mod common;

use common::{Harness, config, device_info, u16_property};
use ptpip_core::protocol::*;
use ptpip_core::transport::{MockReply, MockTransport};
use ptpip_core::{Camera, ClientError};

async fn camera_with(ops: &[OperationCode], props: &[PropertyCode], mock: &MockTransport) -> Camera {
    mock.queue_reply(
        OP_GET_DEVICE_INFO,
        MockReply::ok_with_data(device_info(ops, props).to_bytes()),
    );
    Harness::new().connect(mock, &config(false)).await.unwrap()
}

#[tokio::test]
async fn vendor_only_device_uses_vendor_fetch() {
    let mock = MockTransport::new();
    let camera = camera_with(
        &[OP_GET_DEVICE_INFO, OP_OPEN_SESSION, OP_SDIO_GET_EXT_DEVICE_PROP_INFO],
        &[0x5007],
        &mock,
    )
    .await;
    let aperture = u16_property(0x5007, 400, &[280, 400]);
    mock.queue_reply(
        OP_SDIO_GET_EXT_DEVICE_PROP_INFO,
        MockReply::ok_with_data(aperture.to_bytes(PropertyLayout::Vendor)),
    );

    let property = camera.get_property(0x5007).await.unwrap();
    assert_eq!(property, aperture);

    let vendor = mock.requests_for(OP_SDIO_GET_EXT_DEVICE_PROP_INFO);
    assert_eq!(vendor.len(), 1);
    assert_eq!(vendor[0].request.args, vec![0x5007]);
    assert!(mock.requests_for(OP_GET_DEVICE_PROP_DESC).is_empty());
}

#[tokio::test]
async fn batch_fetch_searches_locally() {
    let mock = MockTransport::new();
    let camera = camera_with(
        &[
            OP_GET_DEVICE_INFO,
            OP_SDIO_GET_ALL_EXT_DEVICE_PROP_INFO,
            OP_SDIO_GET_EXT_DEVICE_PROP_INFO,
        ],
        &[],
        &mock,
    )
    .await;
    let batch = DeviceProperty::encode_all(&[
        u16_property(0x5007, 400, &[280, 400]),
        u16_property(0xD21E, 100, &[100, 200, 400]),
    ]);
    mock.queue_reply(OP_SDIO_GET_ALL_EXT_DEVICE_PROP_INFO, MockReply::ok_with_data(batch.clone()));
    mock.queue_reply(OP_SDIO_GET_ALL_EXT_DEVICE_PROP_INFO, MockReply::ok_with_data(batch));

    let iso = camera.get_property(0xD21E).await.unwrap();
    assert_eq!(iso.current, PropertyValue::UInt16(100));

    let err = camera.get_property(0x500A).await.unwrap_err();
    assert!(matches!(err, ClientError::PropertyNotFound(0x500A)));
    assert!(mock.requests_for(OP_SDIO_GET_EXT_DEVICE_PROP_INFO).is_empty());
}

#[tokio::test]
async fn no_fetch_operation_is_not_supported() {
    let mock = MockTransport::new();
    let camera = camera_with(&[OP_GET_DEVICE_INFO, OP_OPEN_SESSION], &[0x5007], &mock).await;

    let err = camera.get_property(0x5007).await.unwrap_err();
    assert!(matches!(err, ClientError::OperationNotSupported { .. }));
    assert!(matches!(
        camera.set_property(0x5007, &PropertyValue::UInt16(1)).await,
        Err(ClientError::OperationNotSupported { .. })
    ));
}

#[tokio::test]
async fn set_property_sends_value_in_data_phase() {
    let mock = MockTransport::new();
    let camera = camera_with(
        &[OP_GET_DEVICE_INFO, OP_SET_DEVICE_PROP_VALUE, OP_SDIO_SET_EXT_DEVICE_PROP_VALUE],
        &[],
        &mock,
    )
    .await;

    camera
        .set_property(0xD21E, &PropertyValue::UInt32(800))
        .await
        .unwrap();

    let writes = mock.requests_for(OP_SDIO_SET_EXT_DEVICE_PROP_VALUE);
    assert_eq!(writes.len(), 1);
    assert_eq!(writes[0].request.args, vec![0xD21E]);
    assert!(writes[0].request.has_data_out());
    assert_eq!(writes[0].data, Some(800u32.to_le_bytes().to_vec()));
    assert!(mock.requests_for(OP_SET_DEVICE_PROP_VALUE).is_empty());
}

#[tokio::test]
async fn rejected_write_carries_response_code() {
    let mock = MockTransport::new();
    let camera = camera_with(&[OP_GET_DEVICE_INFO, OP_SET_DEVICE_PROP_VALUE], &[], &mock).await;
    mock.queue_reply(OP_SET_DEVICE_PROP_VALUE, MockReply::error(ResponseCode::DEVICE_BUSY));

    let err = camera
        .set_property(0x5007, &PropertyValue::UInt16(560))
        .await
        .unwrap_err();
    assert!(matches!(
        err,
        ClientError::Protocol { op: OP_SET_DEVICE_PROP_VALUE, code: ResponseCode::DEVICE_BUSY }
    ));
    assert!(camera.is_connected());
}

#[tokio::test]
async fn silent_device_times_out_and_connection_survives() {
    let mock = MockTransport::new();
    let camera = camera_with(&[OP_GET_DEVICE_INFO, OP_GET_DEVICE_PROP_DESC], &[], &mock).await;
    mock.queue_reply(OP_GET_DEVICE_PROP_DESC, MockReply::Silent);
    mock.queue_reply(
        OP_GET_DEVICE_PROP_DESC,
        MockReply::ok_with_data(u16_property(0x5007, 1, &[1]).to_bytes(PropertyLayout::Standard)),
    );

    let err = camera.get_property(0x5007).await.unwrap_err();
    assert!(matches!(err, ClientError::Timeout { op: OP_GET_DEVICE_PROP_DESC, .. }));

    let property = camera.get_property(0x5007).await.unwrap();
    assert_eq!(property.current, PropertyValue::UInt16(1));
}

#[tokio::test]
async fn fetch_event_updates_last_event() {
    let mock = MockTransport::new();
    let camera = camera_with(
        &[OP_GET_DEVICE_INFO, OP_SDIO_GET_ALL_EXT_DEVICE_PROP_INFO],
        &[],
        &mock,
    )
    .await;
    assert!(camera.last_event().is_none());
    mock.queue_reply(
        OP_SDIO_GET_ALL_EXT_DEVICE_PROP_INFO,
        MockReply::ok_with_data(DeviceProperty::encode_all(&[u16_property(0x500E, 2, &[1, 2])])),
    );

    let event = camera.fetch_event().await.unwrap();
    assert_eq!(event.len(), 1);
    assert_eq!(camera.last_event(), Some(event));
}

--------------------------------------------------

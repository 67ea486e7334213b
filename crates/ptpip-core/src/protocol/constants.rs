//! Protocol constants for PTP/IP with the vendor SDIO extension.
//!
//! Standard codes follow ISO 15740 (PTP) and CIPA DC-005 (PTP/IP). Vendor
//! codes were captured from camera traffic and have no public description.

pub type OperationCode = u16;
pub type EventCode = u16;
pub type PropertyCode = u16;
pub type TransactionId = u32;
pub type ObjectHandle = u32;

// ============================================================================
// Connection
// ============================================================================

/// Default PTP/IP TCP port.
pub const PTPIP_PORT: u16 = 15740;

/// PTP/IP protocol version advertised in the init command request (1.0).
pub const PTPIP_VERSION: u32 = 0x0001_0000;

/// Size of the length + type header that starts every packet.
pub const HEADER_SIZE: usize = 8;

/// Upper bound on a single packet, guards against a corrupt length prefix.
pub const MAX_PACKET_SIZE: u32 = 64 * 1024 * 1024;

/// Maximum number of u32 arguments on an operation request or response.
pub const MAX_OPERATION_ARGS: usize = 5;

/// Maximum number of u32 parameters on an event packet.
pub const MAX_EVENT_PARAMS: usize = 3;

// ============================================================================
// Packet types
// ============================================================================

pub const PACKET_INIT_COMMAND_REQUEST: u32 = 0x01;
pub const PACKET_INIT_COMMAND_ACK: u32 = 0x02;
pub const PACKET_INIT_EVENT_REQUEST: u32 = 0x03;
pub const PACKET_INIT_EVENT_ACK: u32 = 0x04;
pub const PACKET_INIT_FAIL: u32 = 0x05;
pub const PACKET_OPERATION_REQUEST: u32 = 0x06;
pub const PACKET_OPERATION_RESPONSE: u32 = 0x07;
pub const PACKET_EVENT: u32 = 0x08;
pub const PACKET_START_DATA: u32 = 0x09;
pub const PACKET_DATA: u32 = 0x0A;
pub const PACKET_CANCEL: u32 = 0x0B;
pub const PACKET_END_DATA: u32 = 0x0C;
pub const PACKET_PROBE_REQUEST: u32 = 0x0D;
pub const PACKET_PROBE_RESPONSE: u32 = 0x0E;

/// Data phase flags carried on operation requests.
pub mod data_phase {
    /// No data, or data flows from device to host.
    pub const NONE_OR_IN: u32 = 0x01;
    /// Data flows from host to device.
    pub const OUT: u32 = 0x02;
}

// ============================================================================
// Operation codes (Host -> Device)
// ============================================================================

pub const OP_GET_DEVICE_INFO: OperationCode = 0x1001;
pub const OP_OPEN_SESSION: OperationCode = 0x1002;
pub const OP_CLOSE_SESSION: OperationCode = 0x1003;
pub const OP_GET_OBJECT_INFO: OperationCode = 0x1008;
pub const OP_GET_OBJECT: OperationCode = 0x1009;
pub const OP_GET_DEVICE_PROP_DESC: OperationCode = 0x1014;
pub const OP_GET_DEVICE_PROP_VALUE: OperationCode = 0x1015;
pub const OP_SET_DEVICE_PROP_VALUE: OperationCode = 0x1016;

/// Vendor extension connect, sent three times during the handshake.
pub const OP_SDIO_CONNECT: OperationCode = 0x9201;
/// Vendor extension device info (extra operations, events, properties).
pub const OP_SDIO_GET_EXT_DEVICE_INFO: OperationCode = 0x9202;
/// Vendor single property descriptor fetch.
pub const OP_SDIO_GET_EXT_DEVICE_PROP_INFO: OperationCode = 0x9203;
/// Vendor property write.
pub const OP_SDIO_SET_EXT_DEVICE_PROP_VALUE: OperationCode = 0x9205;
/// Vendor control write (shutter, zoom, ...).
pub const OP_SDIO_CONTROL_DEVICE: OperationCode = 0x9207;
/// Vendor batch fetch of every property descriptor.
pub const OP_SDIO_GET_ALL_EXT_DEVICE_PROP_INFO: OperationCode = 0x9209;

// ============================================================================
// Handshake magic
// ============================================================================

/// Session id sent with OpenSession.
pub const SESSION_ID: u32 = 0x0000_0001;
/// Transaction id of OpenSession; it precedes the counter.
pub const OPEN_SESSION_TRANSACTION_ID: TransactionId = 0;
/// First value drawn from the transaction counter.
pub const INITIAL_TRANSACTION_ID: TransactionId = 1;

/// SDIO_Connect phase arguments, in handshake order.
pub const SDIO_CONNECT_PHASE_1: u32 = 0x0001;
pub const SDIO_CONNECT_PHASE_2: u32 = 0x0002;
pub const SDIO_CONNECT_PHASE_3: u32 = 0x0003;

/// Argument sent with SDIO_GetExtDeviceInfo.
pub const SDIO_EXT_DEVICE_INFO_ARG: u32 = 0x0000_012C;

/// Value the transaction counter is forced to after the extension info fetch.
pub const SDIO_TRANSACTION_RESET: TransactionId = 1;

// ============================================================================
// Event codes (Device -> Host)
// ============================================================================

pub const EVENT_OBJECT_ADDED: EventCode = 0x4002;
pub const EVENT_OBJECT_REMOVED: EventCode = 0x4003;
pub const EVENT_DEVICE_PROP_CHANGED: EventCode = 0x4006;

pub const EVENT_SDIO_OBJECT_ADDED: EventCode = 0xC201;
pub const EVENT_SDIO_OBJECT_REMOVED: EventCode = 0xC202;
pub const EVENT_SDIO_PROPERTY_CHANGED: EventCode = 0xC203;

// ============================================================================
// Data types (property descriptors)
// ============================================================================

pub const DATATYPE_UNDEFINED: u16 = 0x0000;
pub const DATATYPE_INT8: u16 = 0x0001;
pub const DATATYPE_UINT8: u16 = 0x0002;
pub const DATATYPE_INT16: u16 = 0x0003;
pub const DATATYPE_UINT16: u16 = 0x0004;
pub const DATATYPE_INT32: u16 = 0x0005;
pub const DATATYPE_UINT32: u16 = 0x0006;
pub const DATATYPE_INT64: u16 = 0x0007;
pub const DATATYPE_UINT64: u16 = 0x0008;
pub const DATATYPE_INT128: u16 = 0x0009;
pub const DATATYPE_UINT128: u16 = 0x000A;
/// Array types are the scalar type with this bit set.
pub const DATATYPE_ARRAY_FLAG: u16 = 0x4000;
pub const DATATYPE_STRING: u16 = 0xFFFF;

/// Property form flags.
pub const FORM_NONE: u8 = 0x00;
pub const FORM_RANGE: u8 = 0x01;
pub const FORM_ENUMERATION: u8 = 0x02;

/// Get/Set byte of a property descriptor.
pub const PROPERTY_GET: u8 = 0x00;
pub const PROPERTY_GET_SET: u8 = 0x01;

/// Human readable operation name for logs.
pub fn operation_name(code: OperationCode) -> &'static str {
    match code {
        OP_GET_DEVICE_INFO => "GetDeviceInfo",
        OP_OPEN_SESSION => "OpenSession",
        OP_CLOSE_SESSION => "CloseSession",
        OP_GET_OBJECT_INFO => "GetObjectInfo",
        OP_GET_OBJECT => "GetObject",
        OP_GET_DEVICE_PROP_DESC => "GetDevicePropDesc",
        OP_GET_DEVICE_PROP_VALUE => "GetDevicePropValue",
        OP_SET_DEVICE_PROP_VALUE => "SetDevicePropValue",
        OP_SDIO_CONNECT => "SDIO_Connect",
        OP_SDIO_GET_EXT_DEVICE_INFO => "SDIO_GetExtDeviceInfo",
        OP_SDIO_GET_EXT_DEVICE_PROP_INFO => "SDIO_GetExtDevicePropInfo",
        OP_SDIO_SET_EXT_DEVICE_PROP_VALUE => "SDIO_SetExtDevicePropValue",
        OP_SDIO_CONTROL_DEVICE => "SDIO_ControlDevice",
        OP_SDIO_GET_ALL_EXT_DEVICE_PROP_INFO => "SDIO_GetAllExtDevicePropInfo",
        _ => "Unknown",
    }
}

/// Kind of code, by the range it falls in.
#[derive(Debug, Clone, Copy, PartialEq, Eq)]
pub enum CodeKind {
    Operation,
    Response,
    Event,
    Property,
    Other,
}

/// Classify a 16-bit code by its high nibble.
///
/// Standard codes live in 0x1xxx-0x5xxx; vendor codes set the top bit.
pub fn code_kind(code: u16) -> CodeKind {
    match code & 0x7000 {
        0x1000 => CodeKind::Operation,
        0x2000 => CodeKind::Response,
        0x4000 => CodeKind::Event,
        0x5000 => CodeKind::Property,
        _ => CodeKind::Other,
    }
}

--------------------------------------------------

(ABOUT THIS EXERCISE) Copy out each line of the records where the word "flows" appears.

(SOLUTION TO THIS PROBLEM)
    /// No data, or data flows from device to host.
    /// Data flows from host to device.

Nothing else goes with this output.